| What the task asks |
Take the data below and filter it for lines containing the word "oneshot"; show each line found.

[Dataset excerpts]

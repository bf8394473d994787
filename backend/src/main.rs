use std::net::SocketAddr;

use log::info;

use artisanflow_backend::{create_router, initialize_backend};

#[tokio::main]
async fn main() -> anyhow::Result<()> {
    env_logger::init();

    let data_directory =
        std::env::var("ARTISANFLOW_DATA_DIR").unwrap_or_else(|_| "./data".to_string());
    info!("Using data directory {}", data_directory);

    let state = initialize_backend(&data_directory)?;
    let app = create_router(state);

    let addr = SocketAddr::from(([127, 0, 0, 1], 3000));
    let listener = tokio::net::TcpListener::bind(addr).await?;
    info!("Listening on {}", addr);

    axum::serve(listener, app).await?;

    Ok(())
}
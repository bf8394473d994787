//! Interface layer: everything that speaks to the outside world.

pub mod rest;
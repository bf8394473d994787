//! Time-driven pass over an account's quote and invoice books.
//!
//! The scheduler is meant to be run from a cron-like caller (or the
//! admin endpoint) with an explicit `now`. A failure on one entity is
//! logged and the pass continues; a re-run at the same instant applies
//! nothing new.

use anyhow::Result;
use chrono::Duration;
use log::{info, warn};
use std::sync::Arc;

use crate::domain::commands::quotes::QuoteEventCommand;
use crate::domain::commands::scheduler::{AppliedAction, RunSchedulerCommand, RunSchedulerResult};
use crate::domain::lifecycle::QuoteEvent;
use crate::domain::models::invoice::InvoiceStatus;
use crate::domain::quote_service::QuoteService;
use crate::domain::reminder::{due_reminders, ReminderAction, ReminderPolicy};
use crate::storage::csv::{CsvConnection, InvoiceRepository, QuoteRepository};
use crate::storage::{InvoiceStorage, QuoteStorage};

/// Pending invoices older than this are flagged overdue.
const INVOICE_OVERDUE_AFTER_DAYS: i64 = 7;

#[derive(Clone)]
pub struct SchedulerService {
    quote_service: QuoteService,
    quote_repository: QuoteRepository,
    invoice_repository: InvoiceRepository,
    policy: ReminderPolicy,
}

impl SchedulerService {
    pub fn new(csv_conn: Arc<CsvConnection>, quote_service: QuoteService) -> Self {
        Self {
            quote_service,
            quote_repository: QuoteRepository::new((*csv_conn).clone()),
            invoice_repository: InvoiceRepository::new((*csv_conn).clone()),
            policy: ReminderPolicy::default(),
        }
    }

    pub fn with_policy(mut self, policy: ReminderPolicy) -> Self {
        self.policy = policy;
        self
    }

    /// Run one pass for an account: quote reminders, then overdue
    /// invoices.
    pub fn run(&self, command: RunSchedulerCommand) -> Result<RunSchedulerResult> {
        info!(
            "Running scheduler for account {} at {}",
            command.account_id, command.now
        );
        let mut actions = Vec::new();

        let quotes = self.quote_repository.list_quotes(&command.account_id)?;
        for due in due_reminders(&quotes, command.now, &self.policy) {
            let quote = match quotes.iter().find(|q| q.id == due.quote_id) {
                Some(quote) => quote,
                None => continue,
            };
            let event = match due.action {
                ReminderAction::MarkStaleAndNotify => QuoteEvent::ReminderWindowElapsed,
                ReminderAction::AutoRefuse => QuoteEvent::AutoRefuseWindowElapsed,
                ReminderAction::Archive => QuoteEvent::RetentionElapsed,
            };
            let action_name = event.name().to_string();

            match self.quote_service.apply_event(QuoteEventCommand {
                account_id: command.account_id.clone(),
                quote_id: due.quote_id.clone(),
                event,
                expected_version: quote.version,
            }) {
                Ok(_) => actions.push(AppliedAction {
                    entity_id: due.quote_id,
                    action: action_name,
                }),
                Err(e) => {
                    warn!("Scheduler skipped quote {}: {}", due.quote_id, e);
                }
            }
        }

        for action in self.mark_overdue_invoices(&command)? {
            actions.push(action);
        }

        info!(
            "Scheduler applied {} actions for account {}",
            actions.len(),
            command.account_id
        );
        Ok(RunSchedulerResult { actions })
    }

    fn mark_overdue_invoices(&self, command: &RunSchedulerCommand) -> Result<Vec<AppliedAction>> {
        let mut actions = Vec::new();
        let invoices = self.invoice_repository.list_invoices(&command.account_id)?;

        for invoice in invoices {
            if invoice.status != InvoiceStatus::Pending {
                continue;
            }
            if command.now - invoice.created_at < Duration::days(INVOICE_OVERDUE_AFTER_DAYS) {
                continue;
            }

            let mut overdue = invoice.clone();
            overdue.status = InvoiceStatus::Overdue;
            match self.invoice_repository.update_invoice(&overdue) {
                Ok(()) => actions.push(AppliedAction {
                    entity_id: invoice.id,
                    action: "invoice_overdue".to_string(),
                }),
                Err(e) => warn!("Scheduler skipped invoice {}: {}", invoice.id, e),
            }
        }

        Ok(actions)
    }
}
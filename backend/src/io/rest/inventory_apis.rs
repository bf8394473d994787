//! # REST API for Inventory

use axum::{
    extract::{Path, State},
    http::StatusCode,
    response::{IntoResponse, Json},
    routing::{get, put},
    Router,
};
use log::{error, info};

use crate::domain::commands::inventory::{
    CreateInventoryItemCommand, UpdateInventoryQuantityCommand,
};
use crate::io::rest::error_status;
use crate::io::rest::mappers::InventoryMapper;
use crate::AppState;
use shared::{
    CreateInventoryItemRequest, InventoryItemResponse, InventoryListResponse,
    UpdateInventoryQuantityRequest,
};

/// Create a router for inventory related APIs
pub fn router() -> Router<AppState> {
    Router::new()
        .route("/", get(list_items).post(create_item))
        .route("/low-stock", get(list_low_stock))
        .route("/:item_id", get(get_item).delete(delete_item))
        .route("/:item_id/quantity", put(update_quantity))
}

async fn create_item(
    State(state): State<AppState>,
    Path(account_id): Path<String>,
    Json(request): Json<CreateInventoryItemRequest>,
) -> impl IntoResponse {
    info!("POST /api/accounts/{}/inventory", account_id);

    let command = CreateInventoryItemCommand {
        account_id,
        name: request.name,
        reference: request.reference,
        quantity: request.quantity,
        unit_price: request.unit_price,
        min_stock: request.min_stock,
        category: request.category,
    };

    match state.inventory_service.create_item(command) {
        Ok(item) => {
            let response = InventoryItemResponse {
                item: InventoryMapper::to_dto(item),
                success_message: "Item created".to_string(),
            };
            (StatusCode::CREATED, Json(response)).into_response()
        }
        Err(e) => {
            error!("Failed to create inventory item: {}", e);
            (error_status(&e), e.to_string()).into_response()
        }
    }
}

async fn list_items(
    State(state): State<AppState>,
    Path(account_id): Path<String>,
) -> impl IntoResponse {
    match state.inventory_service.list_items(&account_id) {
        Ok(items) => {
            let response = InventoryListResponse {
                items: InventoryMapper::to_dto_list(items),
            };
            (StatusCode::OK, Json(response)).into_response()
        }
        Err(e) => {
            error!("Failed to list inventory: {}", e);
            (error_status(&e), e.to_string()).into_response()
        }
    }
}

/// Items at or below their minimum stock level
async fn list_low_stock(
    State(state): State<AppState>,
    Path(account_id): Path<String>,
) -> impl IntoResponse {
    match state.inventory_service.list_low_stock(&account_id) {
        Ok(items) => {
            let response = InventoryListResponse {
                items: InventoryMapper::to_dto_list(items),
            };
            (StatusCode::OK, Json(response)).into_response()
        }
        Err(e) => {
            error!("Failed to list low stock items: {}", e);
            (error_status(&e), e.to_string()).into_response()
        }
    }
}

async fn get_item(
    State(state): State<AppState>,
    Path((account_id, item_id)): Path<(String, String)>,
) -> impl IntoResponse {
    match state.inventory_service.get_item(&account_id, &item_id) {
        Ok(item) => {
            let response = InventoryItemResponse {
                item: InventoryMapper::to_dto(item),
                success_message: String::new(),
            };
            (StatusCode::OK, Json(response)).into_response()
        }
        Err(e) => {
            error!("Failed to get inventory item {}: {}", item_id, e);
            (error_status(&e), e.to_string()).into_response()
        }
    }
}

async fn update_quantity(
    State(state): State<AppState>,
    Path((account_id, item_id)): Path<(String, String)>,
    Json(request): Json<UpdateInventoryQuantityRequest>,
) -> impl IntoResponse {
    info!(
        "PUT /api/accounts/{}/inventory/{}/quantity",
        account_id, item_id
    );

    let command = UpdateInventoryQuantityCommand {
        account_id,
        item_id,
        quantity: request.quantity,
    };

    match state.inventory_service.update_quantity(command) {
        Ok(item) => {
            let response = InventoryItemResponse {
                item: InventoryMapper::to_dto(item),
                success_message: "Quantity updated".to_string(),
            };
            (StatusCode::OK, Json(response)).into_response()
        }
        Err(e) => {
            error!("Failed to update quantity: {}", e);
            (error_status(&e), e.to_string()).into_response()
        }
    }
}

async fn delete_item(
    State(state): State<AppState>,
    Path((account_id, item_id)): Path<(String, String)>,
) -> impl IntoResponse {
    info!("DELETE /api/accounts/{}/inventory/{}", account_id, item_id);

    match state.inventory_service.delete_item(&account_id, &item_id) {
        Ok(()) => StatusCode::NO_CONTENT.into_response(),
        Err(e) => {
            error!("Failed to delete inventory item {}: {}", item_id, e);
            (error_status(&e), e.to_string()).into_response()
        }
    }
}

#[cfg(test)]
mod tests {
    use crate::initialize_backend;
    use axum::body::Body;
    use axum::http::{Request, StatusCode};
    use serde_json::{json, Value};
    use tempfile::TempDir;
    use tower::util::ServiceExt; // for `oneshot`

    async fn test_app() -> (axum::Router, TempDir) {
        let temp_dir = TempDir::new().expect("Failed to create temp dir");
        let state = initialize_backend(temp_dir.path()).expect("Failed to initialize backend");
        (crate::create_router(state), temp_dir)
    }

    async fn send(
        app: &axum::Router,
        method: &str,
        uri: &str,
        body: Option<Value>,
    ) -> (StatusCode, Value) {
        let request = Request::builder()
            .method(method)
            .uri(uri)
            .header("content-type", "application/json")
            .body(match body {
                Some(value) => Body::from(value.to_string()),
                None => Body::empty(),
            })
            .unwrap();

        let response = app.clone().oneshot(request).await.unwrap();
        let status = response.status();
        let bytes = axum::body::to_bytes(response.into_body(), usize::MAX)
            .await
            .unwrap();
        let value = serde_json::from_slice(&bytes).unwrap_or(Value::Null);
        (status, value)
    }

    #[tokio::test]
    async fn test_low_stock_listing_over_http() {
        let (app, _temp_dir) = test_app().await;

        let (status, item) = send(
            &app,
            "POST",
            "/api/accounts/account::1/inventory",
            Some(json!({
                "name": "Vis 4x40",
                "reference": "VIS-440",
                "quantity": 200,
                "unit_price": 0.08,
                "min_stock": 50,
                "category": "Visserie"
            })),
        )
        .await;
        assert_eq!(status, StatusCode::CREATED);
        let item_id = item["item"]["id"].as_str().unwrap().to_string();

        let (_, low) = send(&app, "GET", "/api/accounts/account::1/inventory/low-stock", None).await;
        assert_eq!(low["items"].as_array().unwrap().len(), 0);

        let (status, item) = send(
            &app,
            "PUT",
            &format!("/api/accounts/account::1/inventory/{}/quantity", item_id),
            Some(json!({"quantity": 30})),
        )
        .await;
        assert_eq!(status, StatusCode::OK);
        assert_eq!(item["item"]["quantity"], 30);

        let (_, low) = send(&app, "GET", "/api/accounts/account::1/inventory/low-stock", None).await;
        assert_eq!(low["items"].as_array().unwrap().len(), 1);
        assert_eq!(low["items"][0]["id"], item_id);
    }

    #[tokio::test]
    async fn test_deleted_item_is_gone() {
        let (app, _temp_dir) = test_app().await;

        let (_, item) = send(
            &app,
            "POST",
            "/api/accounts/account::1/inventory",
            Some(json!({
                "name": "Sac de ciment 25kg",
                "reference": "CIM-25",
                "quantity": 12,
                "unit_price": 7.9,
                "min_stock": null,
                "category": null
            })),
        )
        .await;
        let item_id = item["item"]["id"].as_str().unwrap().to_string();

        let (status, _) = send(
            &app,
            "DELETE",
            &format!("/api/accounts/account::1/inventory/{}", item_id),
            None,
        )
        .await;
        assert_eq!(status, StatusCode::NO_CONTENT);

        let (status, _) = send(
            &app,
            "GET",
            &format!("/api/accounts/account::1/inventory/{}", item_id),
            None,
        )
        .await;
        assert_eq!(status, StatusCode::NOT_FOUND);
    }
}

| Response |
    use tower::util::ServiceExt; // for `oneshot`
        let response = app.clone().oneshot(request).await.unwrap();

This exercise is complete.